1. Sharp regions: deep valleys in PES

• the vibration of a single molecule

• the vibration of atoms in a solid

1. Gentle regions: shallow pits in PES

• movements of atoms or molecules in liquids

• solid solutions

1. Barrier regions:

• phase transformations

• transition states of reactions

Take a molecular liquid as an example. The intra-molecular bonds will result in a sharp PES that is localized in the configurational space, where atoms vibrate around their equilibrium positions. The characteristic time of vibration is very small (~ fs). Therefore, the coverage of sampling on the configuration space may be sufficient in a short-time MD simulation. In contrast, the inter-molecular bonds will lead to a gentle PES that is spread widely in the configurational space, where molecules move around each other with a large characteristic time (~ ps). Adequate sampling in the configurational space needs long-time MD simulations, or many short-time MD simulations starting from different configurations. Similar ideas are also applicable to chemical configurational space. Take $$\rm{Zr}_{1−x}{Hf}_xC$$ as an example. It is well known that changing Zr-Hf will not change the energy significantly, which is corresponding to a gentle PES and need a lot of MC steps to sample the space. Instead, the energy of anti-site defects Zr-C or Hf-C is very high. Thus, it is possible that sampling anti-site defects is not necessary.   For simplicity, we will take Al as an example to explain some ideas, which give the relationship between the physical properties of a material and DP-GEN parameters.

1. Some initial data should be generated first, for example, by using the “init_bulk” method provided in DP-GEN. In this method, we need to set the ranges of linear compression/expansion, lattice distortion, and atom displacement. Usually, for a typical solid, volume expansion from room temperature to its melting point is ~5%, which is approximately ~2% along each dimension. Therefore, setting the range of linear compression/expansion to ±2% can usually cover the boundaries of a solid well, except for the high-pressure region. Random lattice distortions can also be set to a similar value, e.g. [-3%, 3%] for each strain mode. Atom displacements may be set by referring to the bond length of the nearest neighbor (e.g. < 1%d with d being the bond length).
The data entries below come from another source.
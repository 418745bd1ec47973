/// Authentication state definitions
///
/// The executor walks `Idle -> Navigating -> ExecutingStep(0..n) -> Verifying`
/// and ends in either `Authenticated` or `Failed`.
use std::fmt;

/// Represents the current state of an authentication flow run
#[derive(Debug, Clone, Copy, PartialEq, Eq, Hash)]
pub enum AuthState {
    // ===== Active States =====
    /// Nothing has happened yet
    Idle,

    /// Loading the login page
    Navigating,

    /// Running the step at this index
    ExecutingStep(usize),

    /// Navigating to the target and applying success indicators
    Verifying,

    // ===== Terminal States =====
    /// The session is authenticated
    Authenticated,

    /// A mandatory step, the login navigation or verification failed
    Failed,
}

impl AuthState {
    /// Returns true if this is a terminal state
    pub fn is_terminal(&self) -> bool {
        matches!(self, Self::Authenticated | Self::Failed)
    }

    /// Returns true if this represents a successful completion
    pub fn is_success(&self) -> bool {
        matches!(self, Self::Authenticated)
    }

    /// Checks whether moving from this state to `next` is legal
    ///
    /// Steps only advance forward one index at a time, and any active state
    /// may fail.
    pub fn can_transition_to(&self, next: &AuthState) -> bool {
        use AuthState::*;
        match (self, next) {
            (Idle, Navigating) => true,
            (Navigating, ExecutingStep(0)) => true,
            (Navigating, Verifying) => true,
            (ExecutingStep(i), ExecutingStep(j)) => *j == i + 1,
            (ExecutingStep(_), Verifying) => true,
            (Verifying, Authenticated) => true,
            (from, Failed) => !from.is_terminal(),
            _ => false,
        }
    }

    /// Short label for logs and progress messages
    pub fn label(&self) -> String {
        match self {
            Self::Idle => "idle".to_string(),
            Self::Navigating => "navigating".to_string(),
            Self::ExecutingStep(i) => format!("executing_step({})", i),
            Self::Verifying => "verifying".to_string(),
            Self::Authenticated => "authenticated".to_string(),
            Self::Failed => "failed".to_string(),
        }
    }
}

impl fmt::Display for AuthState {
    fn fmt(&self, f: &mut fmt::Formatter<'_>) -> fmt::Result {
        write!(f, "{}", self.label())
    }
}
Usually, setting to 0.01 Å is OK.

2. When running the auto iterations by DP-GEN, we usually sample the configurational space by MD simulations with increasing temperature and a set of pressures. The setting of temperatures can refer to the melting point of Al, Tm (~1000 K), while the setting of pressures can refer to the bulk modulus of Al, B (~80 GPa). For example, the temperatures may be set into four groups: [0.0Tm, 0.5Tm], [0.5Tm, 1.0Tm], [1.0Tm, 1.5Tm], and [1.5Tm, 2.0Tm]. In each group, a few temperatures may be selected, e.g. cutting [0.0Tm, 0.5Tm] into [0.0Tm, 0.1Tm, 0.2Tm, 0.3Tm, 0.4Tm] (In practice, 0.0Tm is useless). The pressure fluctuates during MD simulations, the magnitude of which may be ~1% of B in small systems. Then, setting the pressures being [0.00B, 0.03B, 0.06B, 0.09B] is usually sufficient. Adding -0.01B may be helpful for solids and does not set negative pressures for the liquid to avoid the risk of continuous expansion of the simulation box.
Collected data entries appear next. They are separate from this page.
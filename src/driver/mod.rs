//! Driver port: the narrow browser-automation surface the core calls through
//!
//! The core never talks to a browser directly. It opens sessions through a
//! [`Driver`] and drives each [`BrowserSession`] with a handful of fallible,
//! time-bounded operations. Sessions are always held through a
//! [`SessionGuard`] so they are closed on every exit path.
//!
//! [`HttpDriver`] is a static-HTML implementation backed by reqwest and
//! scraper. It cannot run scripts, but it navigates, submits forms, keeps
//! cookies and counts selector matches, which is enough for server-rendered
//! sites and for tests.

mod element;
mod extract;
mod guard;
mod http;

pub use element::{BoundingRect, CandidateElement};
pub use extract::extract_candidates_from_html;
pub use guard::SessionGuard;
pub use http::{build_http_client, HttpDriver, HttpSession};

use crate::config::BrowserConfig;
use crate::{Result, ScoutError};
use async_trait::async_trait;
use std::future::Future;
use std::time::Duration;

/// Options used when opening a browser session
#[derive(Debug, Clone)]
pub struct SessionOptions {
    pub headless: bool,
    pub args: Vec<String>,
    pub user_agent: Option<String>,
}

impl From<&BrowserConfig> for SessionOptions {
    fn from(config: &BrowserConfig) -> Self {
        Self {
            headless: config.headless,
            args: config.args.clone(),
            user_agent: config.user_agent.clone(),
        }
    }
}

/// A single page interaction
#[derive(Debug, Clone, PartialEq, Eq)]
pub enum DriverAction {
    /// Type a value into an input
    Fill { selector: String, value: String },
    /// Click an element
    Click { selector: String },
    /// Choose an option in a select element
    Select { selector: String, value: String },
    /// Tick a checkbox or radio button
    Check { selector: String },
    /// Wait until an element is present
    WaitForSelector { selector: String },
}

impl DriverAction {
    /// The selector this action targets
    pub fn selector(&self) -> &str {
        match self {
            Self::Fill { selector, .. }
            | Self::Click { selector }
            | Self::Select { selector, .. }
            | Self::Check { selector }
            | Self::WaitForSelector { selector } => selector,
        }
    }

    /// Short action name for logs
    pub fn name(&self) -> &'static str {
        match self {
            Self::Fill { .. } => "fill",
            Self::Click { .. } => "click",
            Self::Select { .. } => "select",
            Self::Check { .. } => "check",
            Self::WaitForSelector { .. } => "wait_for",
        }
    }
}

/// Factory for browser sessions
#[async_trait]
pub trait Driver: Send + Sync {
    /// Driver name for logs
    fn name(&self) -> &str;

    /// Opens a new, isolated browser session
    async fn open_session(&self, options: &SessionOptions) -> Result<Box<dyn BrowserSession>>;
}

/// One browser context; cookies persist across calls on the same session
#[async_trait]
pub trait BrowserSession: Send {
    /// Loads a URL
    async fn navigate(&mut self, url: &str, timeout: Duration) -> Result<()>;

    /// Performs an interaction on the loaded page
    async fn perform_action(&mut self, action: &DriverAction, timeout: Duration) -> Result<()>;

    /// Counts elements matching a selector on the loaded page
    async fn evaluate_selector(&mut self, selector: &str) -> Result<usize>;

    /// Returns raw candidate elements from the loaded page
    async fn extract_candidates(&mut self) -> Result<Vec<CandidateElement>>;

    /// URL of the loaded page, if known
    fn current_url(&self) -> Option<String>;

    /// Captures the loaded page as an image
    async fn screenshot(&mut self) -> Result<Vec<u8>>;

    /// Releases the session
    async fn close(&mut self) -> Result<()>;
}

/// Runs a driver call with a hard deadline
///
/// An elapsed deadline becomes [`ScoutError::Timeout`] naming `operation`.
pub async fn with_timeout<T, F>(operation: &str, timeout: Duration, fut: F) -> Result<T>
where
    F: Future<Output = Result<T>>,
{
    match tokio::time::timeout(timeout, fut).await {
        Ok(result) => result,
        Err(_) => Err(ScoutError::Timeout {
            operation: operation.to_string(),
            timeout_ms: timeout.as_millis() as u64,
        }),
    }
}

#[cfg(test)]
mod tests {
    use super::*;
    use crate::ErrorKind;

    #[test]
    fn test_action_selector_and_name() {
        let action = DriverAction::Fill {
            selector: "#username".to_string(),
            value: "alice".to_string(),
        };
        assert_eq!(action.selector(), "#username");
        assert_eq!(action.name(), "fill");

        let action = DriverAction::WaitForSelector {
            selector: ".ready".to_string(),
        };
        assert_eq!(action.selector(), ".ready");
        assert_eq!(action.name(), "wait_for");
    }

    #[test]
    fn test_session_options_from_config() {
        let config = BrowserConfig::default();
        let options = SessionOptions::from(&config);
        assert!(options.headless);
        assert!(options.args.contains(&"--no-sandbox".to_string()));
    }

    #[tokio::test(start_paused = true)]
    async fn test_with_timeout_maps_elapsed() {
        let result: Result<()> = with_timeout("slow op", Duration::from_millis(200), async {
            tokio::time::sleep(Duration::from_secs(5)).await;
            Ok(())
        })
        .await;

        let err = result.unwrap_err();
        assert_eq!(err.kind(), ErrorKind::Timeout);
        assert!(err.to_string().contains("slow op"));
    }

    #[tokio::test]
    async fn test_with_timeout_passes_result_through() {
        let result = with_timeout("fast op", Duration::from_secs(1), async { Ok(7) }).await;
        assert_eq!(result.unwrap(), 7);
    }
}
3. The bounds for selecting candidates (“trust_level_low” and “trust_level_high”) may depend on the strongest chemical bonds in the system, e.g. the values may be higher in molecular systems than in metals. In solids, the lower and upper bound are roughly 0.2 and 0.5 that of the RMSE (reduced mean square error) of forces, $$\sqrt{\sum f_i^2}$$. Therefore, the melting temperature or bulk modulus is also a good indication for the bounds, since the forces are proportional to these properties. For example, the “trust_level_low” of Al DP-GEN is 0.05 eV/Å, while the “trust_level_low” of W DP-GEN is 0.15 eV/Å, three times that of Al. The melting point of W (~ 3600 K) is also nearly three times that of Al (~ 1000 K). These values may be good indicators when you insert them into the spectrum shown above. However, these criteria may not suitable for molecular liquids, which need relatively higher values due to the strong intramolecular bonds, even though their melting points are low.

## 1.1.3. Know the Boundaries of a Problem

Keep in mind that “Training a universally robust DP model is not a trivial work if it is not impossible”. Usually, we only need one DP model that meets our requirements. For different tasks, the desired coverages of the dataset on configurational space are different. Following is an example to illustrate this point of view:

1. We are interested in the room temperature elastic properties of Al

• We are further interested in the temperature dependence of elastic properties of Al

1. We are interested in the melting point of Al

• We are further interested in the solidification process of Al

1. We are interested in defects (e.g. vacancies, interstitials, dislocations, surfaces, grain boundaries) of Al

In the first case, only configurations that are with small distortions around the equilibrium state are needed when calculating elastic properties. Therefore, only data around the equilibrium solid-state of Al are necessary. Running a DP-GEN with iterations from 000 to 006 may be enough. Additionally, if we would like to know the temperature dependence of elastic properties, iterations from 007 to 024, which further sample high energy state of Al bulk (e.g. expanded state due to thermal expansion), should be added.
In the second case, all the iterations in the figure should be done, which samples both the solid-state and liquid state of Al. However, if we are concerned about the nucleation details of Al from the liquid. The dataset may be enough (or not enough) to describe the solid-liquid interface accurately. Usually, the dataset is enough, if bonding in the material is not highly directional, e.g. for most metals. Sometimes, it is not, when bonding in the material is highly directional. For example, Ga, Si, etc. Then, an enhanced sampling method should be coupled into the DP-GEN process to sample the rare events, e.g. nucleation. For example, enforce the simulation running along the dotted line in the figure back and forth to gather samples around the saddle point.
In the third case, additional DP-GEN processes based on defect configurations (e.g. vacancies, interstitials, dislocations, surfaces, grain boundaries) are necessary. Fortunately, some local atomic configurations around defects may be similar to some distorted lattice structures or amorphous structures. Therefore, it is not necessary to explicitly include all the defect configurations during sampling.   It can be seen from this simple example that a majority of efforts can be saved if the boundary of a problem can be well defined. For example, if we are only concerned about elastic properties of Al. It is not necessary to sample melts or defects, even though melts and defects are always sampled when developing DP models for metals. In contrast, when developing DP models for compounds, especially for those compounds with complex structures, melts and defects are only sampled when necessary. Therefore, before getting started with a new problem, pay some time to think about where the boundaries of the problem are and how much configurational space should be covered.   When we get a new project, instead of being too excited to wait for getting into practice, plaining some milestones that are easier to achieve may facilitate the implementation of the project. For example, if our final goal is to investigate defects of Al, we can also cut the whole problem into pieces, and reach the final goal in stages, e.g. as stages 1, 2, and 3 stated above. After each stage, we can get a milestone, and then proceed to the next stage smoothly.